Ron and Hermione are so cute—do you think Harry wants to eat some cockroaches? Blood pops? We have to get something really good this time. Hermione’s concern over the map is sensible as ever, but no reader is ever going to agree on giving up a badass magical map that shows you where all the people are. Sorry, Hermione.
I had completely forgotten how the conversation in The Three Broomsticks went down between Fudge, McGonagall, Hagrid, Flitwick and Rosmerta, and honestly… it’s super sloppy. They’re talking in public, in a crowded space where it would be very easy to listen in, giving up classified information, and it’s all such an obvious infodump. Especially with Rosmerta interrupting every other sentence to basically say, “Gee, and what happened next?” Really annoying. Great, essential background, but the fact that they’re just offering it up like that makes no sense. Also, uh, Fudge was responsible for sending Hagrid to Azkaban? Hagrid wants to have a drink with the guy after that? I sure hope Fudge is paying, then.

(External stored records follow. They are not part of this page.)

//! Tests that generated allocations only contain the business days of their month.

use pensum::allocation::{self, MonthKey, SelectionError, SUPPORTED_YEARS};
use pensum::time::{Month, WeekDay, Year};

use pretty_assertions::assert_eq;
use rust_decimal_macros::dec;

mod common;

#[test]
fn test_rows_are_sorted_business_days_of_the_month() {
    for year in SUPPORTED_YEARS {
        for month in 1..=12 {
            let work_month = allocation::generate(year, month, common::hours(dec!(3.6)))
                .expect("selection should be valid");
            let key = work_month.key();

            assert!(!work_month.days().is_empty());
            for day in work_month.days() {
                assert!(day.date() >= key.first_day(), "{} before {}", day.date(), key);
                assert!(day.date() <= key.last_day(), "{} after {}", day.date(), key);
                assert!(day.week_day().is_business_day(), "{} is a weekend", day.date());
                assert_eq!(day.week_day(), day.date().week_day());
            }

            for pair in work_month.days().windows(2) {
                assert!(pair[0].date() < pair[1].date());
            }
        }
    }
}

#[test]
fn test_every_business_day_is_listed() {
    for month in Month::months() {
        let work_month =
            allocation::generate(2026, month.as_usize(), common::hours(dec!(4))).unwrap();

        let expected = Year::new(2026)
            .iter_days_in(month)
            .filter(|date| !matches!(date.week_day(), WeekDay::Saturday | WeekDay::Sunday))
            .collect::<Vec<_>>();

        assert_eq!(
            work_month.days().iter().map(|day| day.date()).collect::<Vec<_>>(),
            expected
        );
    }
}

#[test]
fn test_known_month_lengths() {
    let count = |year, month| {
        allocation::generate(year, month, common::hours(dec!(3.6)))
            .unwrap()
            .days()
            .len()
    };

    assert_eq!(count(2025, 2), 20);
    assert_eq!(count(2025, 3), 21);
    assert_eq!(count(2026, 3), 22);
    assert_eq!(count(2028, 2), 21);
}

#[test]
fn test_weekend_only_range_is_empty() {
    let key = MonthKey::new(2025, 3).unwrap();

    // 2025-03-01 and 2025-03-02 are a saturday and a sunday
    let start = key.first_day();
    let end = start.next_day();

    assert_eq!(allocation::business_days(start, end).count(), 0);
}

#[test]
fn test_out_of_range_selection() {
    assert_eq!(
        allocation::generate(2024, 5, common::hours(dec!(3.6))),
        Err(SelectionError::InvalidYear { year: 2024 })
    );
    assert!(matches!(
        allocation::generate(2025, 13, common::hours(dec!(3.6))),
        Err(SelectionError::InvalidMonth { month: 13, .. })
    ));
}
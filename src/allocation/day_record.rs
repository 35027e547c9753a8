use rust_decimal::Decimal;
use serde::Serialize;

use crate::allocation::Hours;
use crate::balance::round_half_up;
use crate::time::{Date, WeekDay};

/// A single business day of a [`WorkMonth`](crate::allocation::WorkMonth).
#[derive(Debug, Clone, PartialEq, Eq, Serialize)]
pub struct DayRecord {
    date: Date,
    week_day: WeekDay,
    assigned_hours: Hours,
    contracted_load: Hours,
    delta: Decimal,
}

impl DayRecord {
    /// A freshly generated day: nothing is assigned yet and no delta has been computed.
    #[must_use]
    pub(crate) fn generated(date: Date, contracted_load: Hours) -> Self {
        Self {
            date,
            week_day: date.week_day(),
            assigned_hours: Hours::ZERO,
            contracted_load,
            delta: Decimal::ZERO,
        }
    }

    /// Returns a copy with new hours and a recomputed delta.
    ///
    /// The week day is carried over from `self`.
    #[must_use]
    pub(crate) fn edited(&self, assigned_hours: Hours, contracted_load: Hours) -> Self {
        Self {
            date: self.date,
            week_day: self.week_day,
            assigned_hours,
            contracted_load,
            delta: round_half_up(assigned_hours - contracted_load),
        }
    }

    #[must_use]
    pub const fn date(&self) -> Date {
        self.date
    }

    #[must_use]
    pub const fn week_day(&self) -> WeekDay {
        self.week_day
    }

    #[must_use]
    pub const fn assigned_hours(&self) -> Hours {
        self.assigned_hours
    }

    #[must_use]
    pub const fn contracted_load(&self) -> Hours {
        self.contracted_load
    }

    /// `assigned_hours - contracted_load` rounded to two decimal places, as of the
    /// last time edits were applied.
    #[must_use]
    pub const fn delta(&self) -> Decimal {
        self.delta
    }
}
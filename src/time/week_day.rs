use core::fmt;
use core::ops::Add;

use serde::Serialize;
use thiserror::Error;

#[derive(Debug, Clone, Copy, PartialEq, PartialOrd, Eq, Ord, Hash, Serialize)]
pub enum WeekDay {
    Monday = 1,
    Tuesday = 2,
    Wednesday = 3,
    Thursday = 4,
    Friday = 5,
    Saturday = 6,
    Sunday = 7,
}

impl WeekDay {
    pub const fn as_usize(&self) -> usize {
        *self as usize
    }

    /// Returns the week day that is `days` after `self`.
    #[must_use]
    pub const fn add_const(self, days: usize) -> Self {
        match (self.as_usize() - 1 + days % 7) % 7 + 1 {
            1 => Self::Monday,
            2 => Self::Tuesday,
            3 => Self::Wednesday,
            4 => Self::Thursday,
            5 => Self::Friday,
            6 => Self::Saturday,
            _ => Self::Sunday,
        }
    }

    /// Monday to Friday. Holidays are not taken into account.
    #[must_use]
    pub const fn is_business_day(&self) -> bool {
        self.as_usize() <= Self::Friday.as_usize()
    }

    #[must_use]
    pub const fn name(&self) -> &'static str {
        match self {
            Self::Monday => "Poniedziałek",
            Self::Tuesday => "Wtorek",
            Self::Wednesday => "Środa",
            Self::Thursday => "Czwartek",
            Self::Friday => "Piątek",
            Self::Saturday => "Sobota",
            Self::Sunday => "Niedziela",
        }
    }
}

impl Add<usize> for WeekDay {
    type Output = Self;

    fn add(self, rhs: usize) -> Self::Output {
        self.add_const(rhs)
    }
}

impl fmt::Display for WeekDay {
    fn fmt(&self, f: &mut fmt::Formatter<'_>) -> fmt::Result {
        f.write_str(self.name())
    }
}

#[derive(Debug, Clone, Copy, PartialEq, Eq, Error)]
#[error("invalid week day number")]
pub struct InvalidWeekDayNumber;

impl TryFrom<usize> for WeekDay {
    type Error = InvalidWeekDayNumber;

    fn try_from(value: usize) -> Result<Self, Self::Error> {
        match value {
            1 => Ok(Self::Monday),
            2 => Ok(Self::Tuesday),
            3 => Ok(Self::Wednesday),
            4 => Ok(Self::Thursday),
            5 => Ok(Self::Friday),
            6 => Ok(Self::Saturday),
            7 => Ok(Self::Sunday),
            _ => Err(InvalidWeekDayNumber),
        }
    }
}

#[cfg(test)]
mod tests {
    use super::*;

    use pretty_assertions::assert_eq;

    #[test]
    fn test_add() {
        assert_eq!(WeekDay::Monday + 0, WeekDay::Monday);
        assert_eq!(WeekDay::Monday + 4, WeekDay::Friday);
        assert_eq!(WeekDay::Saturday + 2, WeekDay::Monday);
        assert_eq!(WeekDay::Sunday + 7, WeekDay::Sunday);
        assert_eq!(WeekDay::Wednesday + 15, WeekDay::Thursday);
    }

    #[test]
    fn test_business_day() {
        let business_days = (1..=7)
            .map(|n| WeekDay::try_from(n).unwrap())
            .filter(WeekDay::is_business_day)
            .collect::<Vec<_>>();

        assert_eq!(
            business_days,
            vec![
                WeekDay::Monday,
                WeekDay::Tuesday,
                WeekDay::Wednesday,
                WeekDay::Thursday,
                WeekDay::Friday,
            ]
        );
    }
}
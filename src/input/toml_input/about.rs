use serde::{Deserialize, Serialize};

#[derive(Debug, Clone, PartialEq, Eq, Deserialize, Serialize)]
pub struct About {
    name: String,
}

impl About {
    #[must_use]
    pub fn new(name: impl Into<String>) -> Self {
        Self { name: name.into() }
    }

    #[must_use]
    pub fn name(&self) -> &str {
        &self.name
    }
}
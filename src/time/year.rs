use derive_more::Display;
use serde::{Deserialize, Serialize};

use crate::time::{DateRange, Month, WeekDay};

#[derive(
    Debug, Clone, Copy, PartialEq, PartialOrd, Eq, Ord, Hash, Deserialize, Serialize, Display,
)]
#[serde(from = "usize")]
#[serde(into = "usize")]
#[display("{}", _0)]
pub struct Year(usize);

impl Year {
    /// 0000-01-01 of the proleptic gregorian calendar was a saturday.
    const BASE_DATE: (Self, WeekDay) = (Self(0), WeekDay::Saturday);

    #[must_use]
    pub const fn new(year: usize) -> Self {
        Self(year)
    }

    #[must_use]
    pub const fn as_usize(&self) -> usize {
        self.0
    }

    /// A leap year is a calendar year that contains an additional day added to February, so
    /// it has 29 days instead of the regular 28 days.
    #[must_use]
    pub const fn is_leap_year(&self) -> bool {
        // https://en.wikipedia.org/wiki/Leap_year#Algorithm
        self.0 % 4 == 0 && (self.0 % 100 != 0 || self.0 % 400 == 0)
    }

    #[must_use]
    pub const fn number_of_days_in_month(&self, month: Month) -> usize {
        match month {
            Month::January => 31,
            Month::February => {
                if self.is_leap_year() {
                    29
                } else {
                    28
                }
            }
            Month::March => 31,
            Month::April => 30,
            Month::May => 31,
            Month::June => 30,
            Month::July => 31,
            Month::August => 31,
            Month::September => 30,
            Month::October => 31,
            Month::November => 30,
            Month::December => 31,
        }
    }

    /// Returns the number of days in this year.
    #[must_use]
    pub const fn days(&self) -> usize {
        if self.is_leap_year() {
            366
        } else {
            365
        }
    }

    /// Number of days between the 1st of January of this year and the 1st of `month`.
    const fn days_before_month(&self, month: Month) -> usize {
        let mut result = 0;
        let mut current = 1;

        while current < month.as_usize() {
            result += self.number_of_days_in_month(Month::new(current));
            current += 1;
        }

        result
    }

    /// Number of days between the base date and the 1st of January of this year.
    const fn days_since_base_date(&self) -> usize {
        let leap_years = if self.0 == 0 {
            0
        } else {
            // year 0 is a leap year as well
            let previous = self.0 - 1;
            previous / 4 - previous / 100 + previous / 400 + 1
        };

        self.0 * 365 + leap_years
    }

    /// Calculate the weekday of this year and the specified month and day.
    ///
    /// # Note
    ///
    /// This function assumes that the day is valid.
    #[must_use]
    pub const fn week_day(&self, month: Month, day: usize) -> WeekDay {
        let (year_ref, week_day_ref) = Self::BASE_DATE;
        let days = self.days_since_base_date() - year_ref.days_since_base_date()
            + self.days_before_month(month)
            + (day - 1);

        week_day_ref.add_const(days)
    }

    #[must_use]
    pub const fn next(&self) -> Self {
        Self(self.0 + 1)
    }

    /// Iterates over every day of the `month` in this year.
    #[must_use]
    pub fn iter_days_in(&self, month: Month) -> DateRange {
        DateRange::month(*self, month)
    }
}

impl From<usize> for Year {
    fn from(value: usize) -> Self {
        Self(value)
    }
}

impl From<Year> for usize {
    fn from(year: Year) -> Self {
        year.0
    }
}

I have this niggling feeling that Sirius allowed himself to be entirely lucid around Fudge just to screw with him. Which I prefer to believe because the other option is that he’s just completely desperate for any kind of human contact, since he’s never allowed it, and no, that hurts too much, stop.
And then another excellent cliffhanger as Harry tries to parse out feelings over having a godfather responsible for the death of his family. Oh, honey. It’s gonna get much more confusing than that.